You know, it is not a lot of money in the grand scheme of the 
Federal budget, but it is a lot of money to us. We cannot 
possibly do the do-not-call registry and will not even consider 
doing it unless we have this additional money.
    Mr. Markey. So Americans might have to wait another year 
before----
    Mr. Muris. If we are not authorized soon, we are not going 
to be able to do it for--yes, for this fiscal year. So it 
would--the way the appropriations process works, obviously, 
because we are coming up to where the appropriators are going 
to act for this fiscal year if it is going to happen now; or 
they are going to have to wait until whenever the appropriators 
act again, which isn't going to be soon.
    Mr. Markey. I want a list to be able to call myself 
personally. I think every American does. I hope this Congress 
acts and acts quickly to give the American people what they 
want on a very important subject.
    Thank you, Mr. Chairman.
    Chairman Tauzin. The only thing that I want to point out, 
that res ipsa loquitur decisions are made in court. The problem 
I see, Mr. Markey--we are going to have to talk about it when 
this hearing is complete--is whether or not, if we want to give 
you the authority to raise money, we need to strengthen the 
legal question as to your authority to create the list. 
Otherwise, this list may not be able to go into effect because 
some court issues an injunction, and that is a serious concern 
to a legal staff.
    Mr. Markey. I was using res ipsa loquitur as an analogy, of 
course. But--an administrative agency is given broad discretion 
under the administrative procedures, but the courts have to 
give, by law, great discretion to when they are making 
judgments.
    Chairman Tauzin. But what you are arguing is the outcome of 
the legal case. I am concerned that we have the prospect of a 
legal case because there is at least some question about 
whether there is--res ipsa loquitur would apply here.
    The gentleman, Mr. Deal, is recognized.
    Mr. Deal. I would like to follow up just a bit more. 
Because my first question was going to be, do you think that 
there is need for further legislative language on anything 
other than the authorization for the fee itself? The fact that 
you may think that you have worked out the coordination with 
the FCC, I think we would all like to be certain that that is 
going to be a seamless process, because they are, in their 
jurisdiction of course, controlling an area which has the same 
kind of complaints.
    I suppose if we are going to throw around Latin terms and 
res ipsa loquitur, the other is caveat emptor, ``let the buyer 
beware,'' and the buyer is us in this case. We had better 
beware that we don't sell the American public on the idea that 
if you sign up for this, you are not going to get these calls 
anymore.
    Which leads to the area of the exemptions. Do you think 
that you need any further legislative language to make seamless 
the jurisdiction under the FCC and your jurisdiction and to 
make that workable?
    Mr. Muris. Not for purposes of do-not-call. The Senate 
Commerce Committee last year passed an authorization that gives 
us--which is something I supported--which gives us authority 
over common carriers who are now exempt. You know, that would 
involve bigger issues.
    Mr. Deal. Yes, I understand that. I don't think too many us 
have too many problems with the airlines calling us or common 
carriers calling us. I don't think that is the area of society 
we are concerned with. That is probably going to be one of 
those areas that is going to be in limbo.
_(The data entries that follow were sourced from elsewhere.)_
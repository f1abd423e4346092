//! Vault sealing and unsealing operations.
//!
//! Unsealing submits key shares which the service accumulates until its
//! configured threshold is met. For the common single-share setup one
//! correct key fully unseals.

use tracing::{debug, info};

use crate::api::VaultApi;
use crate::error::VaultError;
use crate::secret::SecretString;
use crate::status::check_status;

/// Submits one unseal key share. Returns the seal state afterwards
/// (`true` = still sealed).
///
/// When the service is already unsealed this is a no-op returning `false`
/// without touching the unseal endpoint. A rejected key surfaces as
/// [`VaultError::Unauthorized`] and leaves the service sealed.
pub async fn unseal(api: &impl VaultApi, key: &SecretString) -> Result<bool, VaultError> {
    let status = check_status(api).await?;
    if !status.sealed {
        debug!("vault already unsealed, skipping key submission");
        return Ok(false);
    }

    let progress = api.submit_unseal_key(key.expose()).await?;
    if progress.sealed {
        debug!(
            progress = progress.progress,
            threshold = progress.threshold,
            "unseal share accepted, still sealed"
        );
    } else {
        info!("vault unsealed");
    }
    Ok(progress.sealed)
}

/// Submits key shares in order until the service reports itself unsealed.
/// Returns the final seal state; `true` means the provided shares did not
/// meet the threshold.
pub async fn unseal_with_keys(
    api: &impl VaultApi,
    keys: &[SecretString],
) -> Result<bool, VaultError> {
    let mut sealed = true;
    for key in keys {
        sealed = unseal(api, key).await?;
        if !sealed {
            break;
        }
    }
    Ok(sealed)
}

/// Seals a running service again, making its storage inaccessible until the
/// next unseal. Requires a privileged token. Not part of the bootstrap
/// sequence.
pub async fn seal(api: &impl VaultApi, token: &SecretString) -> Result<(), VaultError> {
    api.seal(token.expose()).await?;
    info!("vault sealed");
    Ok(())
}
//! Exponential backoff with jitter around provider calls.

use std::future::Future;
use std::time::Duration;

use async_trait::async_trait;
use serde::{Deserialize, Serialize};
use tracing::{debug, warn};

use super::{GenerationRequest, Generator, ProviderError};
use crate::metrics::METRICS;

/// Backoff configuration.
#[derive(Debug, Clone, PartialEq, Serialize, Deserialize)]
pub struct RetryPolicy {
    /// Total attempts before the last error is returned (default: 10)
    #[serde(default = "default_max_retries")]
    pub max_retries: u32,

    /// Base delay in milliseconds (default: 2000)
    #[serde(default = "default_initial_delay_ms")]
    pub initial_delay_ms: u64,
}

impl Default for RetryPolicy {
    fn default() -> Self {
        Self {
            max_retries: default_max_retries(),
            initial_delay_ms: default_initial_delay_ms(),
        }
    }
}

fn default_max_retries() -> u32 {
    10
}

fn default_initial_delay_ms() -> u64 {
    2000
}

impl RetryPolicy {
    /// Delay before retrying after failed attempt `attempt` (0-based), without jitter.
    pub fn base_delay(&self, attempt: u32, rate_limited: bool) -> Duration {
        let factor = 2u64.saturating_pow(attempt.min(20));
        let base = self.initial_delay_ms.saturating_mul(factor);
        let ms = if rate_limited {
            base.saturating_mul(2)
        } else {
            base
        };
        Duration::from_millis(ms)
    }

    /// Base delay plus up to 1s of jitter, or 5s for rate limits.
    pub fn delay(&self, attempt: u32, rate_limited: bool) -> Duration {
        let jitter_ms = if rate_limited {
            fastrand::u64(0..=5_000)
        } else {
            fastrand::u64(0..=1_000)
        };
        self.base_delay(attempt, rate_limited) + Duration::from_millis(jitter_ms)
    }
}

/// Run `op` until it succeeds, fails with a non-retryable error, or the
/// policy's attempts run out.
pub async fn retry_with_backoff<T, F, Fut>(
    policy: &RetryPolicy,
    label: &str,
    mut op: F,
) -> Result<T, ProviderError>
where
    F: FnMut() -> Fut,
    Fut: Future<Output = Result<T, ProviderError>>,
{
    let attempts = policy.max_retries.max(1);
    let mut attempt = 0;
    loop {
        match op().await {
            Ok(value) => return Ok(value),
            Err(e) if !e.is_retryable() || attempt + 1 >= attempts => {
                warn!(label = %label, attempts = attempt + 1, error = %e, "provider call failed");
                return Err(e);
            }
            Err(e) => {
                let delay = policy.delay(attempt, e.is_rate_limit());
                debug!(
                    label = %label,
                    attempt = attempt + 1,
                    delay_ms = delay.as_millis() as u64,
                    error = %e,
                    "retrying provider call"
                );
                METRICS.inc_provider_retries();
                tokio::time::sleep(delay).await;
                attempt += 1;
            }
        }
    }
}

/// [`Generator`] wrapper applying a [`RetryPolicy`] to every call.
pub struct RetryingGenerator<G> {
    inner: G,
    policy: RetryPolicy,
}

impl<G: Generator> RetryingGenerator<G> {
    pub fn new(inner: G, policy: RetryPolicy) -> Self {
        Self { inner, policy }
    }
}

#[async_trait]
impl<G: Generator> Generator for RetryingGenerator<G> {
    async fn invoke(&self, request: &GenerationRequest) -> Result<String, ProviderError> {
        retry_with_backoff(&self.policy, &request.agent, || self.inner.invoke(request)).await
    }
}
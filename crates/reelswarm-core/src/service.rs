//! The produced surface: start and stop runs, read and edit saved projects.
//!
//! Every edit loads a record, changes it, and writes it back whole.

use std::sync::Arc;

use reel_store::{JsonFileStore, ProjectRecord, ProjectStatus, ProjectStore};
use serde::Serialize;
use tokio::task::JoinHandle;
use tracing::{info, instrument, warn};

use crate::agents::{critique_from_panel, Editor};
use crate::audit::AuditPanel;
use crate::context::{Context, ScriptBlock};
use crate::error::{Result, SwarmError};
use crate::notify::NotificationSink;
use crate::orchestrator::{new_project_id, Orchestrator, RunOutcome};
use crate::settings::{ServiceHandles, Settings};

/// Instruction used by [`PipelineService::refine_block`] when none is given.
pub const DEFAULT_BLOCK_INSTRUCTION: &str = "Improve the wording.";

/// Returned by [`PipelineService::start`] before the run does any work.
#[derive(Debug, Clone, PartialEq, Eq, Serialize)]
pub struct StartAck {
    pub status: &'static str,
    pub project_id: String,
    pub niche: String,
}

pub struct PipelineService {
    orchestrator: Arc<Orchestrator>,
    handles: ServiceHandles,
    editor: Editor,
    panel: AuditPanel,
}

impl PipelineService {
    pub fn new(orchestrator: Orchestrator, handles: ServiceHandles) -> Self {
        Self {
            orchestrator: Arc::new(orchestrator),
            editor: Editor::new(Arc::clone(&handles.generator)),
            panel: AuditPanel::standard(Arc::clone(&handles.generator)),
            handles,
        }
    }

    /// Gemini handles and a JSON store under `settings.data_dir`.
    pub fn from_settings(settings: &Settings, sink: Arc<dyn NotificationSink>) -> Result<Self> {
        let handles = ServiceHandles::from_settings(settings)?;
        let store: Arc<dyn ProjectStore> = Arc::new(JsonFileStore::in_dir(&settings.data_dir));
        let orchestrator = Orchestrator::from_handles(&handles, settings, store, sink)?;
        Ok(Self::new(orchestrator, handles))
    }

    pub fn orchestrator(&self) -> &Arc<Orchestrator> {
        &self.orchestrator
    }

    fn store(&self) -> &Arc<dyn ProjectStore> {
        self.orchestrator.store()
    }

    fn sink(&self) -> &Arc<dyn NotificationSink> {
        self.orchestrator.sink()
    }

    /// Start a run in the background and acknowledge at once.
    pub fn start(&self, niche: &str) -> StartAck {
        let (ack, _handle) = self.spawn_run(niche);
        ack
    }

    /// [`start`](Self::start), also returning the task so callers can await it.
    ///
    /// The stop token is taken before spawning, so a `stop()` issued right
    /// after this returns still reaches the run.
    pub fn spawn_run(&self, niche: &str) -> (StartAck, JoinHandle<Result<RunOutcome>>) {
        let project_id = new_project_id();
        let token = self.orchestrator.stop_signal().token();
        let orchestrator = Arc::clone(&self.orchestrator);
        let task_id = project_id.clone();
        let task_niche = niche.to_string();

        let handle = tokio::spawn(async move { orchestrator.run(task_id, &task_niche, token).await });

        info!(project_id = %project_id, niche = %niche, "pipeline started");
        let ack = StartAck {
            status: "started",
            project_id,
            niche: niche.to_string(),
        };
        (ack, handle)
    }

    pub fn stop(&self) {
        self.orchestrator.stop();
    }

    pub async fn list_projects(&self) -> Result<Vec<ProjectRecord>> {
        Ok(self.store().list_all().await?)
    }

    pub async fn get_project(&self, id: &str) -> Result<ProjectRecord> {
        self.store()
            .get(id)
            .await?
            .ok_or_else(|| SwarmError::ProjectNotFound(id.to_string()))
    }

    pub async fn delete_project(&self, id: &str) -> Result<()> {
        if self.store().delete(id).await? {
            info!(project_id = %id, "project deleted");
            Ok(())
        } else {
            Err(SwarmError::ProjectNotFound(id.to_string()))
        }
    }

    async fn save(&self, mut record: ProjectRecord, status: ProjectStatus) -> Result<ProjectRecord> {
        record.touch(status);
        self.store().upsert(&record).await?;
        Ok(record)
    }

    /// Re-run the audit panel on a saved script.
    #[instrument(skip(self))]
    pub async fn audit_project(&self, id: &str) -> Result<ProjectRecord> {
        let mut record = self.get_project(id).await?;
        let blocks = Context::from_record(&record).final_script;
        let report = self.panel.audit(&record.topic, &record.niche, &blocks).await;

        self.sink().info(&format!(
            "Audit of {id}: {:.1}/10 ({})",
            report.global_score, report.global_verdict
        ));
        record.audit_report = Some(report);
        self.save(record, ProjectStatus::Audited).await
    }

    /// Rewrite every block with `instruction`, or with the saved panel critique.
    #[instrument(skip(self, instruction))]
    pub async fn autofix_project(&self, id: &str, instruction: Option<&str>) -> Result<ProjectRecord> {
        let mut record = self.get_project(id).await?;
        let critique = match instruction.map(str::trim).filter(|i| !i.is_empty()) {
            Some(text) => text.to_string(),
            None => record
                .audit_report
                .as_ref()
                .and_then(critique_from_panel)
                .ok_or_else(|| {
                    SwarmError::MissingInput(format!("project {id} has no instruction or audit issues"))
                })?,
        };

        let blocks = Context::from_record(&record).final_script;
        let (refined, failed) = self.editor.refine_blocks(&blocks, &critique).await;
        if failed > 0 {
            warn!(project_id = %id, failed, "some blocks kept their text");
            self.sink()
                .warning(&format!("Auto-fix left {failed} block(s) of {id} unchanged"));
        }
        for (compiled, block) in record.script.iter_mut().zip(refined) {
            compiled.word_count = block.word_count();
            compiled.narration = block.narration;
        }
        self.save(record, ProjectStatus::AutoFixed).await
    }

    fn block_position(record: &ProjectRecord, index: usize) -> Result<usize> {
        record
            .script
            .iter()
            .position(|b| b.index == index)
            .ok_or_else(|| SwarmError::BlockNotFound {
                project: record.id.clone(),
                index,
            })
    }

    /// Rewrite one block.
    #[instrument(skip(self, instruction))]
    pub async fn refine_block(
        &self,
        id: &str,
        index: usize,
        instruction: Option<&str>,
    ) -> Result<ProjectRecord> {
        let mut record = self.get_project(id).await?;
        let pos = Self::block_position(&record, index)?;
        let instruction = instruction
            .map(str::trim)
            .filter(|i| !i.is_empty())
            .unwrap_or(DEFAULT_BLOCK_INSTRUCTION);

        let text = self
            .editor
            .refine_text(&record.script[pos].narration, instruction)
            .await?;
        let block = &mut record.script[pos];
        block.word_count = text.split_whitespace().count();
        block.narration = text;
        self.save(record, ProjectStatus::Edited).await
    }

    /// Write a new image prompt for one block.
    #[instrument(skip(self))]
    pub async fn regenerate_visual_prompt(&self, id: &str, index: usize) -> Result<ProjectRecord> {
        let mut record = self.get_project(id).await?;
        let pos = Self::block_position(&record, index)?;
        let block = &record.script[pos];
        let source = ScriptBlock::new(block.index, block.section.clone(), block.narration.clone());

        let prompt = self
            .editor
            .regenerate_visual_prompt(&source, &record.art_direction)
            .await?;
        record.script[pos].visual_prompt = Some(prompt);
        self.save(record, ProjectStatus::Edited).await
    }

    /// Render the thumbnail again from the saved prompt.
    #[instrument(skip(self))]
    pub async fn regenerate_thumbnail(&self, id: &str) -> Result<ProjectRecord> {
        let mut record = self.get_project(id).await?;
        let prompt = record
            .metadata
            .thumbnail_prompt
            .clone()
            .filter(|p| !p.trim().is_empty())
            .ok_or_else(|| SwarmError::MissingInput(format!("project {id} has no thumbnail prompt")))?;

        let file = self.handles.media.render_image(&prompt, id, "thumbnail").await?;
        record.metadata.thumbnail_file = Some(file);
        self.save(record, ProjectStatus::Edited).await
    }

    /// Render one block's image again from its saved visual prompt.
    #[instrument(skip(self))]
    pub async fn regenerate_block_image(&self, id: &str, index: usize) -> Result<ProjectRecord> {
        let mut record = self.get_project(id).await?;
        let pos = Self::block_position(&record, index)?;
        let prompt = record.script[pos]
            .visual_prompt
            .clone()
            .filter(|p| !p.trim().is_empty())
            .ok_or_else(|| SwarmError::MissingInput(format!("block {index} of {id} has no visual prompt")))?;

        let file = self
            .handles
            .media
            .render_image(&prompt, id, &format!("img_{pos}"))
            .await?;
        record.script[pos].image_file = Some(file);
        self.save(record, ProjectStatus::Edited).await
    }

    /// Render the thumbnail and every block image again, then save once.
    ///
    /// Items without a prompt are skipped. A failed item keeps its previous
    /// file and is reported as a warning.
    #[instrument(skip(self))]
    pub async fn regenerate_all_images(&self, id: &str) -> Result<ProjectRecord> {
        let mut record = self.get_project(id).await?;
        let mut failed = 0;

        if let Some(prompt) = record
            .metadata
            .thumbnail_prompt
            .clone()
            .filter(|p| !p.trim().is_empty())
        {
            match self.handles.media.render_image(&prompt, id, "thumbnail").await {
                Ok(file) => record.metadata.thumbnail_file = Some(file),
                Err(e) => {
                    warn!(project_id = %id, error = %e, "thumbnail render failed");
                    failed += 1;
                }
            }
        }

        for (pos, block) in record.script.iter_mut().enumerate() {
            let Some(prompt) = block.visual_prompt.clone().filter(|p| !p.trim().is_empty()) else {
                continue;
            };
            match self
                .handles
                .media
                .render_image(&prompt, id, &format!("img_{pos}"))
                .await
            {
                Ok(file) => block.image_file = Some(file),
                Err(e) => {
                    warn!(project_id = %id, index = block.index, error = %e, "image render failed");
                    failed += 1;
                }
            }
        }

        if failed > 0 {
            self.sink()
                .warning(&format!("{failed} image(s) of {id} kept their previous file"));
        }
        self.save(record, ProjectStatus::Edited).await
    }

    /// Synthesize one block's narration again.
    #[instrument(skip(self))]
    pub async fn retry_block_audio(&self, id: &str, index: usize) -> Result<ProjectRecord> {
        let mut record = self.get_project(id).await?;
        let pos = Self::block_position(&record, index)?;
        let narration = record.script[pos].narration.clone();
        if narration.trim().is_empty() {
            return Err(SwarmError::MissingInput(format!("block {index} of {id} has no narration")));
        }

        let clip = self.handles.media.synthesize_speech(&narration, id, pos).await?;
        let block = &mut record.script[pos];
        block.duration_seconds = clip.duration_seconds;
        block.audio_file = Some(clip.file);
        self.save(record, ProjectStatus::Edited).await
    }

    pub async fn expand_text(&self, text: &str, context: &str) -> Result<String> {
        Ok(self.editor.expand_text(text, context).await?)
    }

    pub async fn shorten_text(&self, text: &str) -> Result<String> {
        Ok(self.editor.shorten_text(text).await?)
    }
}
    But let me talk about some the other areas that are going 
to be in limbo that fall primarily under State jurisdiction, 
namely insurance companies and financial institutions. They are 
excluded from your ability to put them on a no-call list.
    Let's assume we get this working the way we want it to. 
States are still going to have jurisdictions over those 
institutions, by and large by State law. In the coordination of 
your list with State laws that set up do-not-call lists, will 
there be--will it be seamless also, in that if a State has 
chosen to make the banking institutions or the insurance 
companies subject to do-not-call lists, can those be placed on 
this national register? Or are the States still going to have 
to maintain separate do-not-call lists over the institutions 
that only they have jurisdiction over?
    Mr. Muris. Most of these institutions that you are 
discussing engage in interstate telemarketing, and they are 
already subject to our rule if they use a third-party 
telemarketer. They are already subject--they will be subject to 
the FCC if the FCC goes ahead and acts. And, again, I want to 
emphasize that the State's--the one area where the States will 
need to act if they want to is for intrastate calls. And many 
of them, we anticipate, will still do that.
    Mr. Deal. Just one quick observation.
    Of course, some of us might like to discuss in greater 
detail at another time whether or not we do not in fact--when 
you use an instrumentality such as a telephone that is involved 
in interstate commerce, whether or not in fact jurisdiction 
does not extend likewise to intrastate. But that is a debate 
for another time.
    My last question is a very practical question. Is the 
register going to be listed by the telephone number or by the 
name of the person who requested it? That is significant, for 
example, in my household where I have my elderly mother, my 
elderly father-in-law, who live with us. I can understand that 
if I put my telephone number, which is their telephone number, 
on the list, they may be doing business with somebody I am not 
doing business with.
    How do you work that? Does the one telephone number--it is 
by the telephone number as I understand it not the name.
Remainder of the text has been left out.